Mettez la lignée côte à côte, et l'origine de la devinette forcée devient visible. Au fond, c'est une pénurie de canaux d'information : quand l'offre d'indices démontrables ne suit pas le rythme des cases qu'il faut ouvrir, le joueur est poussé à parier. Garantir le guessing-free consiste précisément à tisser un filet d'indices sur la grille, de sorte que, du premier au dernier coup, chaque position contienne au moins un coup démontrable.

Cela fait pendant au problème que j'ai traité dans L'échec lisible. Cet essai portait sur la manière de rendre les impasses lisibles. La devinette forcée en est l'inversion la pire : un échec illisible dont le joueur ne porte aucune responsabilité. Quand la cause d'une défaite ne peut être attribuée à son propre raisonnement, on ne peut pas en apprendre ; il ne reste que la texture de l'injustice.

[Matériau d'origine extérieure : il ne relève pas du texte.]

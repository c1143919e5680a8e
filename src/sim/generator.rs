//! Procedural platform generation
//!
//! Each new platform is placed relative to the newest one: a random gap to
//! the right, a random step up or down kept inside the playable band, and a
//! score-dependent chance of side-to-side motion.

use rand::Rng;

use super::state::{Platform, PlatformMotion};
use crate::consts::*;

/// Chance that a freshly generated platform moves, ramping with score
pub fn move_chance(score: u32) -> f64 {
    (MOVE_CHANCE_BASE + score as f64 * MOVE_CHANCE_PER_POINT).min(MOVE_CHANCE_MAX)
}

/// Uniform random sign (+1.0 / -1.0)
fn random_sign<R: Rng>(rng: &mut R) -> f32 {
    if rng.random::<f32>() > 0.5 { 1.0 } else { -1.0 }
}

/// Build the platform that follows `anchor`.
///
/// Draw order is fixed (gap, step, sign, move roll, speed, direction) so a
/// seeded RNG reproduces the same course.
pub fn next_platform<R: Rng>(anchor: &Platform, score: u32, rng: &mut R, id: u32) -> Platform {
    let x = anchor.pos.x + rng.random_range(GAP_MIN..GAP_MAX);
    let step = rng.random_range(STEP_MIN..STEP_MAX);
    let sign = random_sign(rng);
    let y = (anchor.pos.y + sign * step).clamp(BAND_TOP, BAND_BOTTOM);

    let mut platform = Platform::new(id, x, y, PLATFORM_WIDTH, PLATFORM_HEIGHT);

    if rng.random::<f64>() < move_chance(score) {
        let move_speed = rng.random_range(MOVE_SPEED_MIN..MOVE_SPEED_MAX);
        platform.motion = Some(PlatformMotion {
            move_speed,
            amplitude: MOVE_AMPLITUDE,
            original_x: x,
            direction: random_sign(rng),
        });
    }

    platform
}

/// True if `candidate` overlaps any existing platform
pub fn overlaps_any(candidate: &Platform, platforms: &[Platform]) -> bool {
    let rect = candidate.rect();
    platforms.iter().any(|p| rect.overlaps(&p.rect()))
}
//! Axis-aligned rectangle tests
//!
//! Everything in the world is an unrotated box, so collision reduces to two
//! checks: plain overlap (used to reject generated platforms) and the landing
//! test (player crossing a platform's top edge this tick).

use glam::Vec2;
use serde::{Deserialize, Serialize};

/// An axis-aligned rectangle, origin at the top-left (y grows downward)
#[derive(Debug, Clone, Copy, PartialEq, Default, Serialize, Deserialize)]
pub struct Rect {
    pub pos: Vec2,
    pub size: Vec2,
}

impl Rect {
    pub fn new(x: f32, y: f32, w: f32, h: f32) -> Self {
        Self {
            pos: Vec2::new(x, y),
            size: Vec2::new(w, h),
        }
    }

    #[inline]
    pub fn left(&self) -> f32 {
        self.pos.x
    }

    #[inline]
    pub fn right(&self) -> f32 {
        self.pos.x + self.size.x
    }

    #[inline]
    pub fn top(&self) -> f32 {
        self.pos.y
    }

    #[inline]
    pub fn bottom(&self) -> f32 {
        self.pos.y + self.size.y
    }

    /// Strict overlap on all four half-planes (touching edges do not overlap)
    #[inline]
    pub fn overlaps(&self, other: &Rect) -> bool {
        self.left() < other.right()
            && self.right() > other.left()
            && self.top() < other.bottom()
            && self.bottom() > other.top()
    }

    /// Strict horizontal span overlap
    #[inline]
    pub fn overlaps_horizontally(&self, other: &Rect) -> bool {
        self.right() > other.left() && self.left() < other.right()
    }
}

/// Landing test for a body that has already moved by `dy` this tick.
///
/// The body lands when its bottom edge is at or above the platform top and
/// would reach or pass it after another `dy`, while the horizontal spans
/// overlap.
pub fn lands_on(body: &Rect, dy: f32, platform: &Rect) -> bool {
    let bottom = body.bottom();
    bottom <= platform.top()
        && bottom + dy >= platform.top()
        && body.overlaps_horizontally(platform)
}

Il y a un coût, bien sûr. Garantir la déductibilité à chaque position impose de lourdes contraintes à l'espace combinatoire de la grille. Le façonnage manuel fait exploser le coût de vérification par niveau ; la génération exige un vérificateur de solvabilité. Le guessing-free n'est pas gratuit. C'est précisément pour cela que cette lignée — poussée vers un standard de facto en trente ans par l'obstination de petits développeurs — mérite d'être lue comme une histoire de la technique.

Conclusion

Le Démineur fut un prototype où une déduction riche et une chance injuste cohabitaient. Hexcells a élargi le vocabulaire d'indices pour effacer la chance ; Tametsi en a prouvé la pureté sur 160 niveaux faits main ; 14 Minesweeper Variants a proscrit comme une institution le pari réussi. Trente ans de lignée se lisent comme une histoire de réparation, déplaçant tranquillement la source de la difficulté de la chance vers la déduction.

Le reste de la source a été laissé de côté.